Tip surgery probably is the most challenging objective in modern rhinoplasty. The Goldman technique, despite its 50years of history and its many variations proposed in the past, still remains a powerful tool for the surgeon who has to deal with an overprojected or broad nasal tip. A retrospective review was performed for all the patients who underwent surgery with the Goldman technique by the senior author from 2004 to 2009 for correction of the broad or overprojected nasal tip. The clinical and pathologic findings of these patients were reviewed, and an independent observer evaluated the pre- and postoperative photos of the patients using five parameters: projection, rotation, symmetry, shape, and distance of the tip-defining points. The evaluation was performed using a scale of -1 to +1 for each of the five parameters. Of the 205 patients who underwent the technique, 115 (56%) were patients with overprojected tips, and 90 (44%) were patients with broad (boxy) tips. A total of 189 cases (92.2%) involved primary rhinoplasties, and 16 cases (7.8%) involved revision. The mean follow-up period was 3years (range, 1-5years). During this period, complications were observed in five patients (2.4%), who underwent revision rhinoplasty with a successful result. The average score for the five parameters already mentioned for primary rhinoplasties according to the scale of -5 to +5 (resulting from the summation of all the parameters) showed a significant postoperative improvement (score, +4.3).

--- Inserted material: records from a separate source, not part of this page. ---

//! Storage for events, ticket categories and bookings.
//!
//! All mutation goes through a [`BookingTx`]. A transaction locks the rows it
//! touches (`SELECT ... FOR UPDATE` in Postgres, a per-row mutex in memory)
//! and holds those locks until it is committed or dropped. Dropping a
//! transaction without committing rolls it back.

pub mod memory;
pub mod postgres;

use async_trait::async_trait;
use chrono::{DateTime, Utc};
use common::{BookingId, EventId, TicketId, UserId};

use crate::aggregate::Booking;
use crate::catalog::{Event, InventoryItem};
use crate::error::Result;
use crate::state::BookingStatus;

pub use memory::{InMemoryBookingStore, InMemoryTx};
pub use postgres::{PostgresBookingStore, PostgresTx};

/// Filter for booking listings.
#[derive(Debug, Clone, Copy, Default)]
pub struct BookingFilter {
    pub user_id: Option<UserId>,
}

impl BookingFilter {
    /// Lists every booking.
    pub fn all() -> Self {
        Self::default()
    }

    /// Lists the bookings of one user.
    pub fn for_user(user_id: UserId) -> Self {
        Self {
            user_id: Some(user_id),
        }
    }
}

/// A unit of work over the booking tables.
#[async_trait]
pub trait BookingTx: Send + Sized {
    /// Locks and loads a ticket category. Blocks while another transaction
    /// holds the same row. Locking a row twice in one transaction is a no-op.
    async fn lock_ticket(&mut self, id: TicketId) -> Result<Option<InventoryItem>>;

    /// Adds `delta` to a locked ticket's quota and returns the updated row.
    async fn adjust_quota(&mut self, id: TicketId, delta: i64) -> Result<InventoryItem>;

    /// Locks and loads a booking.
    async fn lock_booking(&mut self, id: BookingId) -> Result<Option<Booking>>;

    /// Inserts a new booking row.
    async fn insert_booking(&mut self, booking: &Booking) -> Result<()>;

    /// Overwrites the status of a locked booking.
    async fn set_booking_status(&mut self, id: BookingId, status: BookingStatus) -> Result<()>;

    /// Makes every change in this transaction visible atomically.
    async fn commit(self) -> Result<()>;
}

/// Read access and transaction factory for the booking service's data.
#[async_trait]
pub trait BookingStore: Send + Sync {
    type Tx: BookingTx;

    /// Opens a new transaction.
    async fn begin(&self) -> Result<Self::Tx>;

    async fn get_event(&self, id: EventId) -> Result<Option<Event>>;

    async fn list_events(&self) -> Result<Vec<Event>>;

    async fn get_ticket(&self, id: TicketId) -> Result<Option<InventoryItem>>;

    async fn list_tickets_for_event(&self, event_id: EventId) -> Result<Vec<InventoryItem>>;

    async fn get_booking(&self, id: BookingId) -> Result<Option<Booking>>;

    /// Lists bookings, newest first.
    async fn list_bookings(&self, filter: BookingFilter) -> Result<Vec<Booking>>;

    /// Returns pending bookings whose hold lapsed at or before `now`.
    async fn find_overdue(&self, now: DateTime<Utc>) -> Result<Vec<BookingId>>;

    /// Inserts an event. Used for seeding; events are otherwise read-only here.
    async fn insert_event(&self, event: &Event) -> Result<()>;

    /// Inserts a ticket category with its initial quota.
    async fn insert_ticket(&self, item: &InventoryItem) -> Result<()>;
}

The revision rhinoplasties showed significant improvement as well (score, +4.5). The Goldman technique is safe when performed by experienced surgeons and according to specific indications. This conclusion is indicated by the low rate of complications in the large series of patients in this study. When performed correctly, the Goldman technique provides a long-term aesthetic, functional, and natural result, which is the goal of modern functional rhinoplasty.